Ya no estaba sola. Los fantasmas se apiñaban. Acariciaban, tironeaban, susurraban, llamaban. Al principio eran horribles. La tomaban contra su voluntad, esposos ebrios y dos canallas que la habían sorprendido en esos años de vagabundeo. Con un tercero había tenido suerte y lo había apuñalado primero.

—Arde en el infierno con esos tártaros —gruñó—. He vivido más que tú. Viviré más que ellos.

Sí, y los recuerdos. En todo caso, vencería a los nuevos fantasmas como había superado a los viejos. Quizá tardara años —tenía años por delante— pero al fin la fortaleza que la había mantenido viva tanto tiempo le permitiría gozar de la vida.

—Buenos hombres, volved a mí. Os echo de menos. Fuimos felices juntos, ¿verdad?

Papá. El abuelo de barbas blancas, a quién podía pedirle cualquier cosa. Su hermano mayor Bogdan, cómo reñían, pero qué apuesto fue después, hasta que una enfermedad le comió las entrañas y lo abatió. Su hermano menor, sí, y sus burlonas hermanas, a quienes tanto quería. Vecinos. Dir; quien la besaba tímidamente en un prado de tréboles donde zumbaban las abejas; ella tenía doce años y el mundo se tambaleaba. Vladimir, el primero de sus esposos, un hombre fuerte hasta que la edad lo debilitó, pero siempre tierno con ella. Esposos posteriores, los que le habían gustado. Amigos que la habían defendido, sacerdotes que la habían consolado cuando la dominaba la pena.

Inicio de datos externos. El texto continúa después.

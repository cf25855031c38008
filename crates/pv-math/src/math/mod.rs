//! Core math modules.

pub mod compare;
pub mod linalg;
//! Alpha-vector nodes and their provenance links.

use serde::Serialize;

/// Weak reference to a node of a specific [`AlphaList`](super::AlphaList).
///
/// A handle only resolves against the list generation it was taken from.
/// Anything that shifts positions in that list starts a new generation, so
/// old handles fail their lookup instead of pointing at the wrong node.
#[derive(Debug, Clone, Copy, PartialEq, Eq, Hash, Serialize)]
pub struct NodeHandle {
    pub(crate) generation: u32,
    pub(crate) index: u32,
}

impl NodeHandle {
    pub fn generation(&self) -> u32 {
        self.generation
    }

    /// Position in the list at the time the handle was taken.
    pub fn index(&self) -> usize {
        self.index as usize
    }
}

impl std::fmt::Display for NodeHandle {
    fn fmt(&self, f: &mut std::fmt::Formatter<'_>) -> std::fmt::Result {
        write!(f, "{}#{}", self.generation, self.index)
    }
}

/// Where a vector came from.
#[derive(Debug, Clone, PartialEq, Default)]
pub enum Provenance {
    /// Read from a file or built directly.
    #[default]
    Plain,
    /// Member of the projection set for one observation.
    Projection {
        obs: usize,
        /// Previous-epoch vector this was projected from. `None` for the
        /// reward-only vector of an impossible observation.
        prev_source: Option<NodeHandle>,
    },
    /// Sum of one vector from each operand of a cross-sum.
    CrossSum {
        first_source: NodeHandle,
        second_source: NodeHandle,
        obs_source: Vec<Option<NodeHandle>>,
    },
    /// Best projection per observation at a belief point.
    BeliefDerived { obs_source: Vec<Option<NodeHandle>> },
}

impl Provenance {
    /// Per-observation sources, for variants that carry them.
    pub fn obs_source(&self) -> Option<&[Option<NodeHandle>]> {
        match self {
            Provenance::CrossSum { obs_source, .. } | Provenance::BeliefDerived { obs_source } => {
                Some(obs_source)
            }
            _ => None,
        }
    }

    pub fn obs_source_mut(&mut self) -> Option<&mut Vec<Option<NodeHandle>>> {
        match self {
            Provenance::CrossSum { obs_source, .. } | Provenance::BeliefDerived { obs_source } => {
                Some(obs_source)
            }
            _ => None,
        }
    }
}

/// One alpha vector plus its bookkeeping.
#[derive(Debug, Clone, PartialEq)]
pub struct AlphaNode {
    pub alpha: Vec<f64>,
    pub action: usize,
    pub id: i64,
    /// Belief at which this vector was shown to be useful.
    pub witness: Option<Vec<f64>>,
    /// Scratch flag for mark/sweep passes.
    pub mark: bool,
    pub provenance: Provenance,
}

impl AlphaNode {
    pub fn new(alpha: Vec<f64>, action: usize) -> Self {
        AlphaNode {
            alpha,
            action,
            id: 0,
            witness: None,
            mark: false,
            provenance: Provenance::Plain,
        }
    }

    pub fn with_provenance(mut self, provenance: Provenance) -> Self {
        self.provenance = provenance;
        self
    }

    /// Observation this node was projected for.
    pub fn observation(&self) -> Option<usize> {
        match self.provenance {
            Provenance::Projection { obs, .. } => Some(obs),
            _ => None,
        }
    }

    /// Value at a belief.
    pub fn value(&self, belief: &[f64]) -> f64 {
        pv_math::dot(&self.alpha, belief)
    }
}

#[cfg(test)]
mod tests {
    use super::*;

    #[test]
    fn test_node_defaults() {
        let node = AlphaNode::new(vec![1.0, 2.0], 3);
        assert_eq!(node.action, 3);
        assert!(!node.mark);
        assert_eq!(node.provenance, Provenance::Plain);
        assert_eq!(node.observation(), None);
        assert_eq!(node.value(&[0.5, 0.5]), 1.5);
    }

    #[test]
    fn test_obs_source_access() {
        let h = NodeHandle {
            generation: 1,
            index: 0,
        };
        let mut p = Provenance::BeliefDerived {
            obs_source: vec![Some(h), None],
        };
        assert_eq!(p.obs_source().map(|s| s.len()), Some(2));
        if let Some(slots) = p.obs_source_mut() {
            slots[1] = Some(h);
        }
        assert_eq!(p.obs_source().unwrap()[1], Some(h));
        assert!(Provenance::Plain.obs_source().is_none());
    }

    #[test]
    fn test_projection_observation() {
        let node = AlphaNode::new(vec![0.0], 0).with_provenance(Provenance::Projection {
            obs: 2,
            prev_source: None,
        });
        assert_eq!(node.observation(), Some(2));
    }
}
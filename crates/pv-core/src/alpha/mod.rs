//! Alpha vectors, the lists that hold them, and the alpha file format.

pub mod io;
pub mod list;
pub mod node;
pub mod vector;

pub use io::{load_alpha_file, read_alpha_list, save_alpha_file, write_alpha_list, AlphaIoError};
pub use list::{max_len, AlphaList};
pub use node::{AlphaNode, NodeHandle, Provenance};
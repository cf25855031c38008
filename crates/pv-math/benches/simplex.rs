//! Criterion benchmarks for the `pv-math` simplex engines.
//!
//! Region-style problems dominate solve time during pruning, so that is the
//! shape measured here.

use criterion::{black_box, criterion_group, criterion_main, BenchmarkId, Criterion};
use pv_math::{BlandSimplex, DantzigSimplex, LpEngine, LpProblem, ObjectiveSense, RowSense};

fn region_problem(states: usize, competitors: usize) -> LpProblem {
    let mut p = LpProblem::new("bench", states + 1, ObjectiveSense::Maximize);
    p.set_objective(states, 1.0).unwrap();
    for c in 0..states {
        p.set_bounds(c, 0.0, 1.0).unwrap();
    }
    p.add_row((0..states).map(|c| (c, 1.0)).collect(), RowSense::Equal, 1.0)
        .unwrap();
    for k in 0..competitors {
        let mut entries: Vec<(usize, f64)> = (0..states)
            .map(|c| (c, (((k * 31 + c * 17) % 23) as f64 / 23.0) - 0.5))
            .collect();
        entries.push((states, 1.0));
        p.add_row(entries, RowSense::LessEqual, 0.0).unwrap();
    }
    p
}

fn bench_region_lp(c: &mut Criterion) {
    let mut group = c.benchmark_group("region_lp");

    for (states, competitors) in [(2, 8), (4, 32), (8, 64), (16, 128)] {
        let problem = region_problem(states, competitors);
        let label = format!("{states}x{competitors}");

        group.bench_with_input(BenchmarkId::new("dantzig", &label), &problem, |b, p| {
            let engine = DantzigSimplex::default();
            b.iter(|| black_box(engine.solve(black_box(p))));
        });

        group.bench_with_input(BenchmarkId::new("bland", &label), &problem, |b, p| {
            let engine = BlandSimplex::default();
            b.iter(|| black_box(engine.solve(black_box(p))));
        });
    }

    group.finish();
}

criterion_group!(benches, bench_region_lp);
criterion_main!(benches);
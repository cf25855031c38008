//! Purging alpha lists down to their useful vectors.
//!
//! Three strengths are available:
//! - Pointwise domination only (cheap, leaves many useless vectors)
//! - Lark and White parsimonious pruning (exact, one LP per candidate)
//! - Epsilon pruning (approximate, trades vectors for bounded error)

pub mod domination;
pub mod epsilon;
pub mod parsimonious;

pub use domination::{domination_check, is_pointwise_dominated};
pub use epsilon::{epsilon_prune, is_epsilon_approximation};
pub use parsimonious::normal_prune;

use pv_config::{PurgeOption, SolverParams};
use rand::rngs::StdRng;
use rand::SeedableRng;
use serde::Serialize;
use thiserror::Error;

use crate::alpha::AlphaList;
use crate::log_event;
use crate::logging::{event_names, LogContext, Stage};
use crate::region::{RegionError, RegionOracle};

#[derive(Debug, Error)]
pub enum PruneError {
    #[error(transparent)]
    Region(#[from] RegionError),

    #[error("pruning invariant violated: {0}")]
    Invariant(String),
}

impl From<PruneError> for pv_common::Error {
    fn from(err: PruneError) -> Self {
        match err {
            PruneError::Region(e) => e.into(),
            PruneError::Invariant(msg) => pv_common::Error::Invariant(msg),
        }
    }
}

pub type Result<T> = std::result::Result<T, PruneError>;

/// Tolerances and switches that shape pruning.
#[derive(Debug, Clone, Copy, PartialEq)]
pub struct PruneSettings {
    /// Minimum region margin for a vector to count as useful.
    pub epsilon: f64,
    /// Vector and value comparison tolerance.
    pub alpha_epsilon: f64,
    /// Error budget for epsilon pruning.
    pub prune_epsilon: f64,
    pub prune_init_rand_points: usize,
    pub use_witness_points: bool,
    /// Run a domination check before LP pruning.
    pub domination_check: bool,
}

impl PruneSettings {
    pub fn from_params(params: &SolverParams) -> Self {
        PruneSettings {
            epsilon: params.epsilon,
            alpha_epsilon: params.alpha_epsilon,
            prune_epsilon: params.prune_epsilon,
            prune_init_rand_points: params.prune_init_rand_points,
            use_witness_points: params.use_witness_points,
            domination_check: params.domination_check,
        }
    }
}

impl Default for PruneSettings {
    fn default() -> Self {
        Self::from_params(&SolverParams::default())
    }
}

/// Running totals across purges.
#[derive(Debug, Clone, Copy, Default, PartialEq, Serialize)]
pub struct PruneStats {
    pub purges: u64,
    pub removed_by_domination: u64,
    pub removed_by_lp: u64,
    /// Largest approximation error accepted by the last epsilon prune.
    pub epsilon_diff_of_last_prune: f64,
}

/// Owns the region oracle and the random source used while pruning.
pub struct Pruner {
    pub oracle: RegionOracle,
    pub settings: PruneSettings,
    pub stats: PruneStats,
    pub(crate) rng: StdRng,
    ctx: LogContext,
}

impl Pruner {
    /// A fixed `seed` makes random seed points reproducible.
    pub fn new(
        oracle: RegionOracle,
        settings: PruneSettings,
        seed: Option<u64>,
        ctx: LogContext,
    ) -> Self {
        let rng = match seed {
            Some(seed) => StdRng::seed_from_u64(seed),
            None => StdRng::from_os_rng(),
        };
        Pruner {
            oracle,
            settings,
            stats: PruneStats::default(),
            rng,
            ctx,
        }
    }

    pub fn rng(&mut self) -> &mut StdRng {
        &mut self.rng
    }

    /// Apply `option` to `list`. Returns the number of vectors removed.
    pub fn purge(&mut self, list: &mut AlphaList, option: PurgeOption) -> Result<usize> {
        let before = list.len();
        let dominated = match option {
            PurgeOption::None => return Ok(0),
            PurgeOption::Domination => domination_check(list),
            PurgeOption::Prune | PurgeOption::EpsilonPrune if self.settings.domination_check => {
                domination_check(list)
            }
            _ => 0,
        };
        let by_lp = match option {
            PurgeOption::Prune => normal_prune(self, list)?,
            PurgeOption::EpsilonPrune => epsilon_prune(self, list)?,
            _ => 0,
        };

        self.stats.purges += 1;
        self.stats.removed_by_domination += dominated as u64;
        self.stats.removed_by_lp += by_lp as u64;
        log_event!(
            self.ctx,
            DEBUG,
            event_names::PRUNE_FINISHED,
            Stage::Prune,
            "purge finished",
            option = %option,
            before = before as u64,
            after = list.len() as u64,
            dominated = dominated as u64
        );
        Ok(dominated + by_lp)
    }
}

Recordaba bien al feo y pequeño Gleb Ilyev, el primero que la ayudó a escapar cuando su hogar se transformó en una trampa. Y sus hijos, sus nietos y bisnietos, arrebatados por el tiempo. Cada fantasma tenía una cara que cambiaba, envejecía y al fin era la máscara de la muerte.

No, no todos. Algunos habían sido muy fugaces. Recordaba con extraña nitidez a ese mercader extranjero. ¿Cadoc? Sí, Cadoc. Le alegraba no haber visto cómo se derrumbaba… ¿Cuándo? Doscientos años, desde esa noche en Kiyiv. Aunque quizá hubiera muerto pronto, en la flor de la juventud.

Otros eran borrosos. No sabía si algunos eran reales o meros jirones de sueños que se pegaban a la memoria.

Una rana chapoteó entre los juncos, cerca de la arboleda. Se acomodó, gorda, blanca y verde, para cazar moscas. Varvara se quedó inmóvil. Notó que la rana miraba hacia otra parte. Estiró la mano.

La fría y resbalosa rana se resistió hasta que Varvara le golpeó la cabeza. La descuartizó, la mordisqueó arrancando la carne de los huesos, los arrojó al río mascullando las gracias. Flotaban patos en la corriente. Varvara podía quitarse la ropa, zambullirse y nadar bajo el agua hasta coger una de las patas. Pero quizá los tártaros la vieran. En cambio, cogió unos juncos con raíces comestibles. Si, aún sabía sobrevivir en el bosque. Nunca había perdido esa habilidad.

De lo contrario… Suponía que una creciente angustia, la sensación de estar perdiendo el alma, la había conducido hasta el santuario. No, no sólo eso. Demasiados adioses. En la casa de Dios el refugio sería más perdurable.

Sin duda había paz alrededor; aunque no siempre en su interior. Los apetitos de la carne se negaban a morir, entre ellos el deseo de sentir una pequeña tibieza en los brazos, una boquita de amamantar. Contenía esas ansias, pero a veces le despertaban el deseo de burlarse de la Fe, recuerdos de viejos dioses vernáculos, ansias de ver allende los muros y viajar a otros horizontes. Y también pecados menores, furia contra las hermanas, impaciencia con los sacerdotes y las monótonas tareas. No obstante, había paz. Entre las faenas, los enfados y la desconcertada búsqueda de santidad hubo horas en las que pudo, año a año, reconstruirse. Descubrió cómo ordenar los recuerdos, tenerlos disponibles en vez de permitir que se esfumaran o que la abrumaran con su variedad. Domó a sus fantasmas.

El viento agitó los juncos. Ella tembló también. ¿Y si había fracasado? Si no estaba sola en el mundo, ¿era el destino común de su especie errar sin saberlo y perecer sin ayuda?

¿O ella era la única que sufría esa bendición o maldición? Por cierto, el claustro no tenía registros de tales seres, desde que Matusalén había vivido en la alborada del mundo. Tampoco ella había contado nada a nadie, al principio. La cautela de siglos se lo impedía. Se había presentado como una viuda que tomaba los hábitos porque la iglesia exhortaba a las viudas a hacerlo.